Закуриваю тоже. Осматриваю поле боя.
Поджарые и толстые, энергичные и вялые, молодые и потасканные, они воображают себя поварами, готовящими снедь в одной большой харчевне, в «обжорке», поставляющей гастро-зрелища воображаемому зрителю на диване: усталому бухгалтеру, подвыпившему слесарю, пэтэушнице с басистым смехом, школьной училке, задрюченной тупыми, как валенок, подопечными. На самом деле они — блюда, а повар на этой кухне — некто без лица, но с именем. Зовут его Рейтинг, он хочет кушать, передо мной за столиками сидят цыплята табака, удерживая сигареты в поджаристых румяных крылышках. Поросята под хреном пьют свой кофе, ромовые бабы поскрипывают стульями, распространяя запах духов и утреннего коньяка, утки совещаются со своими яблоками, а я… Кто я на этом блюде? Высохший блинчик из вокзального буфета, сухой жалобный блинчик с желтыми крупинками
Еле удерживаю смех.
Через несколько минут — сигарета выкурена наполовину — замечаю, что вокруг что-то изменилось.
Взгляды уже не бродят как попало. Все взгляды торчат во мне, как стрелы Робин Гуда в деревянной мишени. Как будто гастрономическая картинка, увиденная моими глазами, каким-то образом передалась потребителям кофе.
Смачно затягиваюсь. Фыркаю, не скрывая смеха.
Ко мне идет через весь буфет наш редактор Дима. В руке его колеблется, как живой, кофейный дымок над фарфоровой чашкой. Дима подсаживается за мой столик:
— Привет…
И выжидательно молчит.
— Привет, — говорю я. Он исключительно забавен сейчас — он хочет о чем-то меня спросить, но стесняется.
— Ты уже знаешь? — спрашивает, отводя глаза.
— О чем? О сокращении?
Он кивает.
— Не бери в голову, — я улыбаюсь.
Он разглядывает меня так, будто хочет отыскать десять различий между правым моим глазом и левым.
В курилке людно. Бубнят голоса:
— …Но восьмом раунде. Все ждали, что Дымко его сделает на первом…
— Да брось, все знают, под кого это сокращение, успокойся, тебя не тронут…
— …Не хотел брать! Дело, говорит, передаю в суд. Еле всунул ему двадцатку… Бля, мужики, одолжите денег, без копейки остался…
Я появляюсь — все затыкаются. Прямо хорошая традиция какая-то стихийно образовалась.

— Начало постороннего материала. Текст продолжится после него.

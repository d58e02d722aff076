//! `midir` implementation of the MIDI input backend

use midir::{MidiInput, MidiInputConnection};
use tracing::debug;

use super::{DeviceError, InputConnection, MessageHandler, MidiEndpoint, MidiInputBackend};

/// Virtual/loopback port name markers
const VIRTUAL_MARKERS: [&str; 3] = ["Virtual", "loopMIDI", "IAC"];

/// Platform MIDI inputs through `midir`
pub struct MidirBackend {
    client_name: String,
}

impl MidirBackend {
    pub fn new(client_name: impl Into<String>) -> Self {
        Self {
            client_name: client_name.into(),
        }
    }

    fn midi_input(&self, role: &str) -> Result<MidiInput, DeviceError> {
        MidiInput::new(&format!("{}-{}", self.client_name, role))
            .map_err(|e| DeviceError::Init(e.to_string()))
    }
}

/// Whether a port name looks like a software loopback
pub fn is_virtual_port(name: &str) -> bool {
    VIRTUAL_MARKERS.iter().any(|marker| name.contains(marker))
}

impl MidiInputBackend for MidirBackend {
    fn enumerate(&self) -> Result<Vec<MidiEndpoint>, DeviceError> {
        let midi_in = self.midi_input("Scanner")?;

        let mut endpoints = Vec::new();
        for port in midi_in.ports() {
            if let Ok(name) = midi_in.port_name(&port) {
                endpoints.push(MidiEndpoint { id: port.id(), name });
            }
        }

        Ok(endpoints)
    }

    fn open(
        &self,
        endpoint: &MidiEndpoint,
        handler: MessageHandler,
    ) -> Result<Box<dyn InputConnection>, DeviceError> {
        let midi_in = self.midi_input("Input")?;

        // The port may have vanished since enumeration
        let port = midi_in
            .find_port_by_id(endpoint.id.clone())
            .ok_or_else(|| DeviceError::NotFound(endpoint.name.clone()))?;

        let connection = midi_in
            .connect(
                &port,
                &self.client_name,
                move |_timestamp, data, _| handler(data),
                (),
            )
            .map_err(|e| DeviceError::Open {
                name: endpoint.name.clone(),
                reason: e.to_string(),
            })?;

        debug!("MIDI input opened: {}", endpoint);
        Ok(Box::new(MidirConnection(connection)))
    }
}

struct MidirConnection(MidiInputConnection<()>);

impl InputConnection for MidirConnection {
    fn close(self: Box<Self>) {
        let (_midi_in, ()) = self.0.close();
    }
}

#[cfg(test)]
mod tests {
    use super::*;

    #[test]
    fn test_virtual_port_detection() {
        assert!(is_virtual_port("loopMIDI Port 1"));
        assert!(is_virtual_port("IAC Driver Bus 1"));
        assert!(!is_virtual_port("Arduino Micro"));
    }

    #[test]
    fn test_port_enumeration() {
        // Only checks enumeration does not panic; CI machines may lack MIDI
        let _ = MidirBackend::new("MIDI-Gain-Test").enumerate();
    }
}
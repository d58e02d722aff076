//! Incoming MIDI to gain parameter handoff
//!
//! One message in, at most one parameter write out. There is no queue:
//! parsing and mapping are O(1) and allocation-free.

use std::sync::atomic::{AtomicU16, AtomicU64, Ordering};
use std::sync::Arc;
use tracing::trace;

use crate::cc_mapper::{map_to_gain, CcMessage};
use crate::midi::{format_hex, MidiMessage};
use crate::parameter::ParameterStore;

const NO_CC: u16 = u16::MAX;

/// Last control change seen on any input, for the UI's CC label
#[derive(Debug)]
pub struct MidiActivity {
    /// `controller << 8 | value`, or `NO_CC`
    last_cc: AtomicU16,
    received: AtomicU64,
}

impl MidiActivity {
    pub fn new() -> Self {
        Self {
            last_cc: AtomicU16::new(NO_CC),
            received: AtomicU64::new(0),
        }
    }

    fn record(&self, cc: CcMessage) {
        let packed = (u16::from(cc.controller) << 8) | u16::from(cc.value);
        self.last_cc.store(packed, Ordering::Relaxed);
        self.received.fetch_add(1, Ordering::Relaxed);
    }

    /// Last (controller, value) pair received
    pub fn last_cc(&self) -> Option<(u8, u8)> {
        match self.last_cc.load(Ordering::Relaxed) {
            NO_CC => None,
            packed => Some(((packed >> 8) as u8, (packed & 0xFF) as u8)),
        }
    }

    /// Number of control changes received
    pub fn received(&self) -> u64 {
        self.received.load(Ordering::Relaxed)
    }
}

impl Default for MidiActivity {
    fn default() -> Self {
        Self::new()
    }
}

/// Routes raw MIDI bytes to the gain parameter
pub struct MidiDispatch {
    store: Arc<ParameterStore>,
    activity: Arc<MidiActivity>,
    /// Accepted channel (0-15), `None` for omni
    channel: Option<u8>,
}

impl MidiDispatch {
    pub fn new(store: Arc<ParameterStore>, channel: Option<u8>) -> Self {
        Self {
            store,
            activity: Arc::new(MidiActivity::new()),
            channel,
        }
    }

    pub fn activity(&self) -> &Arc<MidiActivity> {
        &self.activity
    }

    pub fn store(&self) -> &Arc<ParameterStore> {
        &self.store
    }

    /// Handle a message from the MIDI input thread.
    ///
    /// Returns the gain written, if any.
    pub fn handle(&self, data: &[u8]) -> Option<f32> {
        let Some(message) = MidiMessage::parse(data) else {
            trace!("MIDI RX {} (unparsed)", format_hex(data));
            return None;
        };
        let gain = self.accept(message);
        match gain {
            Some(gain) => {
                trace!("MIDI RX {} -> gain {:.4}", message, gain);
                self.store.write(gain);
            }
            None => trace!("MIDI RX {} (ignored)", message),
        }
        gain
    }

    /// Handle a message handed over by the host inside the audio callback.
    ///
    /// Does not log and does not notify; see [`ParameterStore::write_deferred`].
    #[inline]
    pub fn handle_realtime(&self, data: &[u8]) -> Option<f32> {
        let gain = self.accept(MidiMessage::parse(data)?)?;
        self.store.write_deferred(gain);
        Some(gain)
    }

    fn accept(&self, message: MidiMessage) -> Option<f32> {
        if self.channel.is_some_and(|ch| ch != message.channel()) {
            return None;
        }
        let cc = CcMessage::from_message(&message)?;
        self.activity.record(cc);
        map_to_gain(cc)
    }
}

#[cfg(test)]
mod tests {
    use super::*;
    use std::sync::atomic::AtomicUsize;

    fn make_dispatch(channel: Option<u8>) -> MidiDispatch {
        MidiDispatch::new(Arc::new(ParameterStore::new(0.5)), channel)
    }

    #[test]
    fn test_volume_cc_sets_gain() {
        let dispatch = make_dispatch(None);

        assert_eq!(dispatch.handle(&[0xB0, 7, 127]), Some(1.0));
        assert_eq!(dispatch.store().read(), 1.0);

        assert_eq!(dispatch.handle(&[0xB5, 7, 0]), Some(0.0));
        assert_eq!(dispatch.store().read(), 0.0);
    }

    #[test]
    fn test_other_messages_leave_gain_alone() {
        let dispatch = make_dispatch(None);

        assert_eq!(dispatch.handle(&[0xB0, 1, 127]), None); // mod wheel
        assert_eq!(dispatch.handle(&[0x90, 7, 127]), None); // note on
        assert_eq!(dispatch.handle(&[0xF8]), None);
        assert_eq!(dispatch.store().read(), 0.5);
    }

    #[test]
    fn test_activity_tracks_every_cc() {
        let dispatch = make_dispatch(None);
        assert_eq!(dispatch.activity().last_cc(), None);

        dispatch.handle(&[0xB0, 7, 64]);
        dispatch.handle(&[0xB0, 10, 3]);

        assert_eq!(dispatch.activity().last_cc(), Some((10, 3)));
        assert_eq!(dispatch.activity().received(), 2);
    }

    #[test]
    fn test_channel_filter() {
        let dispatch = make_dispatch(Some(1));

        assert_eq!(dispatch.handle(&[0xB0, 7, 127]), None);
        assert_eq!(dispatch.store().read(), 0.5);

        assert_eq!(dispatch.handle(&[0xB1, 7, 127]), Some(1.0));
        assert_eq!(dispatch.store().read(), 1.0);
    }

    #[test]
    fn test_realtime_path_defers_notification() {
        let dispatch = make_dispatch(None);
        let calls = Arc::new(AtomicUsize::new(0));
        let calls_clone = calls.clone();
        dispatch.store().set_host_notifier(Arc::new(move |_| {
            calls_clone.fetch_add(1, Ordering::SeqCst);
        }));

        assert_eq!(dispatch.handle_realtime(&[0xB0, 7, 0]), Some(0.0));
        assert_eq!(dispatch.store().read(), 0.0);
        assert_eq!(calls.load(Ordering::SeqCst), 0);

        dispatch.store().flush_notifications();
        assert_eq!(calls.load(Ordering::SeqCst), 1);
    }
}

Забавно наблюдать за их лицами. Сперва — напускное сожаление, вроде как при посещении в больнице безнадежно больной и безнадежно чужой родственницы. Потом — замешательство. Интерес. Любопытство. Наконец, удивление.
Закуриваю вторую за этот день сигарету. Мысли слушаются, как тренированные псы. Замечаю каждую складочку в углу чьего-то рта, ловлю каждый запах, каждый взгляд.
— Что вылупились, мужики? — интересуюсь добродушно.
— А что случилось?
Традиционный вопрос. В который раз я сегодня его слышу?
— Тетя Соня застрелилась, — отвечаю серьезно.
У них такие уморительно серьезные лица, что я начинаю ржать, как ребенок на кукольном представлении. Ржу, чуть не роняя сигарету.
— Это что, истерика? — робко интересуется наш стажер, студентик шефа, белобрысый Митя.
— Милый мальчик, ты так свесил, — отвечаю сквозь смех. — Кто тебе ждал, что Дымко его сделает на первом? Все прогнозы были — седьмой-восьмой раунд!
Они молчат. Митя пытается выплюнуть едва не заглоченную сигарету.
— Шеф уже у себя? — спрашиваю иначе, по-деловому.
Иду по коридору, стук каблуков такой, будто красная конница мчится. За спиной моей, в курилке, остается удивленная тишина.